> _Assigned task_:
Each entry must be copied exactly, without omission.

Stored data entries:

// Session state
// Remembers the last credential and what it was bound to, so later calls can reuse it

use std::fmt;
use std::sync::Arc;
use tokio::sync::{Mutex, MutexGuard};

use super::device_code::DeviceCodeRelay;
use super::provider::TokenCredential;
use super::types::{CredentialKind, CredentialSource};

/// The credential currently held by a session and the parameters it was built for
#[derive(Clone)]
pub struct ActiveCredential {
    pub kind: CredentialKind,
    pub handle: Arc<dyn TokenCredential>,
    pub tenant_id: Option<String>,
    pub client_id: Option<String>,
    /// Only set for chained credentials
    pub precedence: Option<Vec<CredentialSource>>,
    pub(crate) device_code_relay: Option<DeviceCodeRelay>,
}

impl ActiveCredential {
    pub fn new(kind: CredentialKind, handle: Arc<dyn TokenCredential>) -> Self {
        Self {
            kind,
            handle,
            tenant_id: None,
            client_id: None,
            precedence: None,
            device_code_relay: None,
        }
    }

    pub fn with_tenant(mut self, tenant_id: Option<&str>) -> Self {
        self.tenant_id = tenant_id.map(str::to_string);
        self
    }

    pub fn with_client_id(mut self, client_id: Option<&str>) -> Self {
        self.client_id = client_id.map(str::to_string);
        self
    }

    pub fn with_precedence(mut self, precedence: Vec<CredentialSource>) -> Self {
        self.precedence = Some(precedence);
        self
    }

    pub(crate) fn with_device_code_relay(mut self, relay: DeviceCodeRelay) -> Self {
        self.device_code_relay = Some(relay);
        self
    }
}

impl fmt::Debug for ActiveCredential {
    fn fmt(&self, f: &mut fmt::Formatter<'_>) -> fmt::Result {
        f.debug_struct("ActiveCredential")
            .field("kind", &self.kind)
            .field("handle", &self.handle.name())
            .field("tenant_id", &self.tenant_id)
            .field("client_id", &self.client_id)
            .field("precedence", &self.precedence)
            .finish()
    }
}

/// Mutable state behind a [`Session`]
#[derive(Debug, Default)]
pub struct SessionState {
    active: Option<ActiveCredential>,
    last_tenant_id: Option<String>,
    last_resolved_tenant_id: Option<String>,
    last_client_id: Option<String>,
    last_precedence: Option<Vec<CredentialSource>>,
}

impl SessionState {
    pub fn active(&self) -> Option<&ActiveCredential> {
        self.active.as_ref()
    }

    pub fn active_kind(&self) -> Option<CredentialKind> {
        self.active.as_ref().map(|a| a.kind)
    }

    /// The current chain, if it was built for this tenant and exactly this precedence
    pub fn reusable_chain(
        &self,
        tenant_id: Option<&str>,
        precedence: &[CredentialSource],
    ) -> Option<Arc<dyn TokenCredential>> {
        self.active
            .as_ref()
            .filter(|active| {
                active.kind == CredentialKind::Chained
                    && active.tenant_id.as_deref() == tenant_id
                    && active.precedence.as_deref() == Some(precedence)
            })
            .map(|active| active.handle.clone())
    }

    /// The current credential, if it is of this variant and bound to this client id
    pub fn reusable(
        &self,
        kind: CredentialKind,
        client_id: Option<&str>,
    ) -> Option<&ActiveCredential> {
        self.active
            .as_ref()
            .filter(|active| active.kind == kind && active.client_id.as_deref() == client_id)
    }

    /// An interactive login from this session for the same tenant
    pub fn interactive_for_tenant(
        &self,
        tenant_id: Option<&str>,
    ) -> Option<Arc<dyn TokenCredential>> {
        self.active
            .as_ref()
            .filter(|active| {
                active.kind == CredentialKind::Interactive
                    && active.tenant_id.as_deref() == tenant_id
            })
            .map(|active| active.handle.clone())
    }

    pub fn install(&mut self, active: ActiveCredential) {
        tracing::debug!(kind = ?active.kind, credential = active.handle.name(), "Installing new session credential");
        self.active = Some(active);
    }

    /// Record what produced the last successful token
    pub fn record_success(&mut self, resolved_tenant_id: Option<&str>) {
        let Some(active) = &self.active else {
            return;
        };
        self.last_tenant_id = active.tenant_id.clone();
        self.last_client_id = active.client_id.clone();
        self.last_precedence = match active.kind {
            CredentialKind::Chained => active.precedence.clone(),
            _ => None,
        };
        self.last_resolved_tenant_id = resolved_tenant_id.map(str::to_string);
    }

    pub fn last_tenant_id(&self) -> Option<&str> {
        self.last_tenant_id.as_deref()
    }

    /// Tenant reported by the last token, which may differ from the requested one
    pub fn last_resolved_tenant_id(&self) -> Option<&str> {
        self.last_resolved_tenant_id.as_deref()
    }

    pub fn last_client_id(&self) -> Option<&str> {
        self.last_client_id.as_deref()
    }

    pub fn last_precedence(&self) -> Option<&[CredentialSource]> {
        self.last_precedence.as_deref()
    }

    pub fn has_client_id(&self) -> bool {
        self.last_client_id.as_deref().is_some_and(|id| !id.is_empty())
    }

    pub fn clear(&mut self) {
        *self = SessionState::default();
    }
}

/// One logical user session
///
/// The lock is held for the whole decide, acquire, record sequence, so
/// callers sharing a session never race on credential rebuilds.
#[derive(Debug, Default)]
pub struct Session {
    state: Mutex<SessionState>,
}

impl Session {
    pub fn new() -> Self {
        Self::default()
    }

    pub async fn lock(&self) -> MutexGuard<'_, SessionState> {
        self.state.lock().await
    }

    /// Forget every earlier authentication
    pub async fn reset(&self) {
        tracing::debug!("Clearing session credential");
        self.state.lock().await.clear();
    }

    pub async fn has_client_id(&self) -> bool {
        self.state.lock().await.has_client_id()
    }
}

> _Answer to this problem_:
// Session state
// Remembers the last credential and what it was bound to, so later calls can reuse it

use std::fmt;
use std::sync::Arc;
use tokio::sync::{Mutex, MutexGuard};

use super::device_code::DeviceCodeRelay;
use super::provider::TokenCredential;
use super::types::{CredentialKind, CredentialSource};

/// The credential currently held by a session and the parameters it was built for
#[derive(Clone)]
pub struct ActiveCredential {
    pub kind: CredentialKind,
    pub handle: Arc<dyn TokenCredential>,
    pub tenant_id: Option<String>,
    pub client_id: Option<String>,
    /// Only set for chained credentials
    pub precedence: Option<Vec<CredentialSource>>,
    pub(crate) device_code_relay: Option<DeviceCodeRelay>,
}

impl ActiveCredential {
    pub fn new(kind: CredentialKind, handle: Arc<dyn TokenCredential>) -> Self {
        Self {
            kind,
            handle,
            tenant_id: None,
            client_id: None,
            precedence: None,
            device_code_relay: None,
        }
    }

    pub fn with_tenant(mut self, tenant_id: Option<&str>) -> Self {
        self.tenant_id = tenant_id.map(str::to_string);
        self
    }

    pub fn with_client_id(mut self, client_id: Option<&str>) -> Self {
        self.client_id = client_id.map(str::to_string);
        self
    }

    pub fn with_precedence(mut self, precedence: Vec<CredentialSource>) -> Self {
        self.precedence = Some(precedence);
        self
    }

    pub(crate) fn with_device_code_relay(mut self, relay: DeviceCodeRelay) -> Self {
        self.device_code_relay = Some(relay);
        self
    }
}

impl fmt::Debug for ActiveCredential {
    fn fmt(&self, f: &mut fmt::Formatter<'_>) -> fmt::Result {
        f.debug_struct("ActiveCredential")
            .field("kind", &self.kind)
            .field("handle", &self.handle.name())
            .field("tenant_id", &self.tenant_id)
            .field("client_id", &self.client_id)
            .field("precedence", &self.precedence)
            .finish()
    }
}

/// Mutable state behind a [`Session`]
#[derive(Debug, Default)]
pub struct SessionState {
    active: Option<ActiveCredential>,
    last_tenant_id: Option<String>,
    last_resolved_tenant_id: Option<String>,
    last_client_id: Option<String>,
    last_precedence: Option<Vec<CredentialSource>>,
}

impl SessionState {
    pub fn active(&self) -> Option<&ActiveCredential> {
        self.active.as_ref()
    }

    pub fn active_kind(&self) -> Option<CredentialKind> {
        self.active.as_ref().map(|a| a.kind)
    }

    /// The current chain, if it was built for this tenant and exactly this precedence
    pub fn reusable_chain(
        &self,
        tenant_id: Option<&str>,
        precedence: &[CredentialSource],
    ) -> Option<Arc<dyn TokenCredential>> {
        self.active
            .as_ref()
            .filter(|active| {
                active.kind == CredentialKind::Chained
                    && active.tenant_id.as_deref() == tenant_id
                    && active.precedence.as_deref() == Some(precedence)
            })
            .map(|active| active.handle.clone())
    }

    /// The current credential, if it is of this variant and bound to this client id
    pub fn reusable(
        &self,
        kind: CredentialKind,
        client_id: Option<&str>,
    ) -> Option<&ActiveCredential> {
        self.active
            .as_ref()
            .filter(|active| active.kind == kind && active.client_id.as_deref() == client_id)
    }

    /// An interactive login from this session for the same tenant
    pub fn interactive_for_tenant(
        &self,
        tenant_id: Option<&str>,
    ) -> Option<Arc<dyn TokenCredential>> {
        self.active
            .as_ref()
            .filter(|active| {
                active.kind == CredentialKind::Interactive
                    && active.tenant_id.as_deref() == tenant_id
            })
            .map(|active| active.handle.clone())
    }

    pub fn install(&mut self, active: ActiveCredential) {
        tracing::debug!(kind = ?active.kind, credential = active.handle.name(), "Installing new session credential");
        self.active = Some(active);
    }

    /// Record what produced the last successful token
    pub fn record_success(&mut self, resolved_tenant_id: Option<&str>) {
        let Some(active) = &self.active else {
            return;
        };
        self.last_tenant_id = active.tenant_id.clone();
        self.last_client_id = active.client_id.clone();
        self.last_precedence = match active.kind {
            CredentialKind::Chained => active.precedence.clone(),
            _ => None,
        };
        self.last_resolved_tenant_id = resolved_tenant_id.map(str::to_string);
    }

    pub fn last_tenant_id(&self) -> Option<&str> {
        self.last_tenant_id.as_deref()
    }

    /// Tenant reported by the last token, which may differ from the requested one
    pub fn last_resolved_tenant_id(&self) -> Option<&str> {
        self.last_resolved_tenant_id.as_deref()
    }

    pub fn last_client_id(&self) -> Option<&str> {
        self.last_client_id.as_deref()
    }

    pub fn last_precedence(&self) -> Option<&[CredentialSource]> {
        self.last_precedence.as_deref()
    }

    pub fn has_client_id(&self) -> bool {
        self.last_client_id.as_deref().is_some_and(|id| !id.is_empty())
    }

    pub fn clear(&mut self) {
        *self = SessionState::default();
    }
}

/// One logical user session
///
/// The lock is held for the whole decide, acquire, record sequence, so
/// callers sharing a session never race on credential rebuilds.
#[derive(Debug, Default)]
pub struct Session {
    state: Mutex<SessionState>,
}

impl Session {
    pub fn new() -> Self {
        Self::default()
    }

    pub async fn lock(&self) -> MutexGuard<'_, SessionState> {
        self.state.lock().await
    }

    /// Forget every earlier authentication
    pub async fn reset(&self) {
        tracing::debug!("Clearing session credential");
        self.state.lock().await.clear();
    }

    pub async fn has_client_id(&self) -> bool {
        self.state.lock().await.has_client_id()
    }
}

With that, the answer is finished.